## What is required
Copy every line of the following data that includes the string "connection".

--*--

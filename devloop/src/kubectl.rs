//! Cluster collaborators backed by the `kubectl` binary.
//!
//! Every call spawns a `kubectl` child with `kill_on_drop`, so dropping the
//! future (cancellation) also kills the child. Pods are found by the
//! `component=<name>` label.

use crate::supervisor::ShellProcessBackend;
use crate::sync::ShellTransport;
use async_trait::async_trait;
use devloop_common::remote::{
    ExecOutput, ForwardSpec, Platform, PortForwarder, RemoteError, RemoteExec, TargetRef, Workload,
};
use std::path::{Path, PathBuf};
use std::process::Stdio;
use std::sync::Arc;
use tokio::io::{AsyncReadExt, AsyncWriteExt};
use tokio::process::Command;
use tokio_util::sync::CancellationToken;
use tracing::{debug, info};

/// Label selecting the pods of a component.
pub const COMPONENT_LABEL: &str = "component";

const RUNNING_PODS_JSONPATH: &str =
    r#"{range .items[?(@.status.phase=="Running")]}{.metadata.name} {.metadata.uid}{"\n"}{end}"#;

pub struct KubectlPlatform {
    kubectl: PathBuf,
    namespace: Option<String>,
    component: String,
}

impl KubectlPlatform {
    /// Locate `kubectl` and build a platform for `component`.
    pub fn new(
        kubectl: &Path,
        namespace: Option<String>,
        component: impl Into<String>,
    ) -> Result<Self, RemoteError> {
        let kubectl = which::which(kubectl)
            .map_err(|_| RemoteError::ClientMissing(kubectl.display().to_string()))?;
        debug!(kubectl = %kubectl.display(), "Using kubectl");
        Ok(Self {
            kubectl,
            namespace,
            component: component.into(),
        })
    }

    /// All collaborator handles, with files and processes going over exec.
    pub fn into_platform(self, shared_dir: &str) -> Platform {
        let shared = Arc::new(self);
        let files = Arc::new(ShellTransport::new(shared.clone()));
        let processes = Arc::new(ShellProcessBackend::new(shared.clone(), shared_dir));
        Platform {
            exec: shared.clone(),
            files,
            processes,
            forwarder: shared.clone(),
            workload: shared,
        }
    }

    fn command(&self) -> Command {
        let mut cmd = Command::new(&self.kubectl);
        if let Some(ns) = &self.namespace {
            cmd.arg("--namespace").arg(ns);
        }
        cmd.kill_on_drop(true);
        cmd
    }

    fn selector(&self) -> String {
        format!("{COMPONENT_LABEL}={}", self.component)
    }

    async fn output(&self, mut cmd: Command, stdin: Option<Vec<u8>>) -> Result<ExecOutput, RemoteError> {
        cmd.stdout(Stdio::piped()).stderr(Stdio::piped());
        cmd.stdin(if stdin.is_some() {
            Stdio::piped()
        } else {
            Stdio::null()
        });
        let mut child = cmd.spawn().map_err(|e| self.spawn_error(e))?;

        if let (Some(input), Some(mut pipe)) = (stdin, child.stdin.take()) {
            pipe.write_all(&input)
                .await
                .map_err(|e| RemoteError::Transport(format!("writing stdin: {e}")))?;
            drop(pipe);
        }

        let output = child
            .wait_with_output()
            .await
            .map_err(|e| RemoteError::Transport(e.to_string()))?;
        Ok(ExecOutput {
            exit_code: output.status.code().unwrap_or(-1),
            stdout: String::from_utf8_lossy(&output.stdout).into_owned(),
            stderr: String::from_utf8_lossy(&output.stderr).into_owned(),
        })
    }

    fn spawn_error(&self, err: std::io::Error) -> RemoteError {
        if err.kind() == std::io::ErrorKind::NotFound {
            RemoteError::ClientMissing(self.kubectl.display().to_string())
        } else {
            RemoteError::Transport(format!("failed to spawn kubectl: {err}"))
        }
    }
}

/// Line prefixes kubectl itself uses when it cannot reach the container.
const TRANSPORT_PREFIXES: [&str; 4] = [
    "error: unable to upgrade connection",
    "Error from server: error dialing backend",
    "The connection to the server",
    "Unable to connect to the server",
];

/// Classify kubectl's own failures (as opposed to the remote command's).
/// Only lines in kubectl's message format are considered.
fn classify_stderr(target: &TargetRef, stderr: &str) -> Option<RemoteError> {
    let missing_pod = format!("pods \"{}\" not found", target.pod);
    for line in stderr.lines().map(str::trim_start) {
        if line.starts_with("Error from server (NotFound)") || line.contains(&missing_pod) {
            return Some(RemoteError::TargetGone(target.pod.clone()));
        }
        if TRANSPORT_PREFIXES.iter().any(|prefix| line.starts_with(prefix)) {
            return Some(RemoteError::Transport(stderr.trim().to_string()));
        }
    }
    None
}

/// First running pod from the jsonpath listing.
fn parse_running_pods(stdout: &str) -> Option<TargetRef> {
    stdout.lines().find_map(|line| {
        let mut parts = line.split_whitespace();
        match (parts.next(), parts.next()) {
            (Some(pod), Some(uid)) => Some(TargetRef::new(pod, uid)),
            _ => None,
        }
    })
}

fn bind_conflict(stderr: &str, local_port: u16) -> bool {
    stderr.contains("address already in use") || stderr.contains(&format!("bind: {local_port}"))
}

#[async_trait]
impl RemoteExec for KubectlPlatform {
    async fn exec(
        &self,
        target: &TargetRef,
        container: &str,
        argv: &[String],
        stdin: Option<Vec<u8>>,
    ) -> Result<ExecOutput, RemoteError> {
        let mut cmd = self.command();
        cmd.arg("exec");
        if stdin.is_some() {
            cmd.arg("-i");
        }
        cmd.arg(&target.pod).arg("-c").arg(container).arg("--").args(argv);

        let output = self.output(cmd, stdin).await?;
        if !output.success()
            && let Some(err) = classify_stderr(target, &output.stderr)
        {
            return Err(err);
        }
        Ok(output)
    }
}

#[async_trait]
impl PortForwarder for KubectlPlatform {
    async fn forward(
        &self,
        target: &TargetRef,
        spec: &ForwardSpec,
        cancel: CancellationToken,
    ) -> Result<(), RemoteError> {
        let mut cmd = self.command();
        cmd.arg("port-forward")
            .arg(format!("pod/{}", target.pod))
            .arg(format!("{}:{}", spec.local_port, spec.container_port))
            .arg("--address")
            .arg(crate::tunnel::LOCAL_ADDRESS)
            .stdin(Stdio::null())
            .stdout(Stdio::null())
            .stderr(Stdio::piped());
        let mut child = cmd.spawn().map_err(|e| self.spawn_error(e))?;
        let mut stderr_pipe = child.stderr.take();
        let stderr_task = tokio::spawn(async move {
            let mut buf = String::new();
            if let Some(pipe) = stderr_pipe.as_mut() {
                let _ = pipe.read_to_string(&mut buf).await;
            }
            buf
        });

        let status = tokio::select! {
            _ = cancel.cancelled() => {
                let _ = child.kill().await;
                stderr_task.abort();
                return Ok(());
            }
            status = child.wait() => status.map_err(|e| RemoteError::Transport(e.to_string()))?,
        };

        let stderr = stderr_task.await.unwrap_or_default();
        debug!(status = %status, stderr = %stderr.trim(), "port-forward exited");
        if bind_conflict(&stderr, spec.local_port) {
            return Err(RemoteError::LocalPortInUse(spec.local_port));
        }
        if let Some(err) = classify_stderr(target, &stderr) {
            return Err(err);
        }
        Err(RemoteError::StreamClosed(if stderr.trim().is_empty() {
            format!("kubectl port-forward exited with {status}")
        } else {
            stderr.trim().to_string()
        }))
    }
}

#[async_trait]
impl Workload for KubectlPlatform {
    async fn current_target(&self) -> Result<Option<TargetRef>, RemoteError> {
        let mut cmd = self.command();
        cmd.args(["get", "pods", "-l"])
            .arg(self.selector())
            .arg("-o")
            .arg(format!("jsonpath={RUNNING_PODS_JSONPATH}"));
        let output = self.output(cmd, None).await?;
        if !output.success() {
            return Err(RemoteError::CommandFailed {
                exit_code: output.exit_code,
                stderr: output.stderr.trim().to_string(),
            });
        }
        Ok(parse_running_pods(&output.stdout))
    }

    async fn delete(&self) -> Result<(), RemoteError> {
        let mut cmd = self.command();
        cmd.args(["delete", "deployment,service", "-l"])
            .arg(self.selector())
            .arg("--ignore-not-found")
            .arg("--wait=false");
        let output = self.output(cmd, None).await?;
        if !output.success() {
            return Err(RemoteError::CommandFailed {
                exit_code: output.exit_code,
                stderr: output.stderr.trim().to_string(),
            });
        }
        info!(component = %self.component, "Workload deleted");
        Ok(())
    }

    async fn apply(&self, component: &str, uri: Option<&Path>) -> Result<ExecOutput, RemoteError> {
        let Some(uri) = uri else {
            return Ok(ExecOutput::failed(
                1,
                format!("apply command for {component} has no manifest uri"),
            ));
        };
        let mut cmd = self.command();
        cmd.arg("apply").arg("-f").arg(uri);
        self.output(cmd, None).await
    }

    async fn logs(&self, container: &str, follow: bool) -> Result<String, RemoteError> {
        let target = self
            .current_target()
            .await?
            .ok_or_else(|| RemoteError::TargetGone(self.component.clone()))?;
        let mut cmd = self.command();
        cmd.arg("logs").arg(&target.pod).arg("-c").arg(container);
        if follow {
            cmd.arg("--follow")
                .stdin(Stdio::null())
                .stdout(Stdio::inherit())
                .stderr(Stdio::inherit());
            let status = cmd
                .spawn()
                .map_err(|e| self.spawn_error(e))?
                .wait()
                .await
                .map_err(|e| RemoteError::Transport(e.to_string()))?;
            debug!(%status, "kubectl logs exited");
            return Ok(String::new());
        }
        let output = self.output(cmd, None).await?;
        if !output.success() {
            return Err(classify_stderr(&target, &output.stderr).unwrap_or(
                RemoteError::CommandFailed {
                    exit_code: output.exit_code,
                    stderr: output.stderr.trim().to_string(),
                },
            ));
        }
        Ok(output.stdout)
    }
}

--*--

## Response to the exercise
    "error: unable to upgrade connection",
    "The connection to the server",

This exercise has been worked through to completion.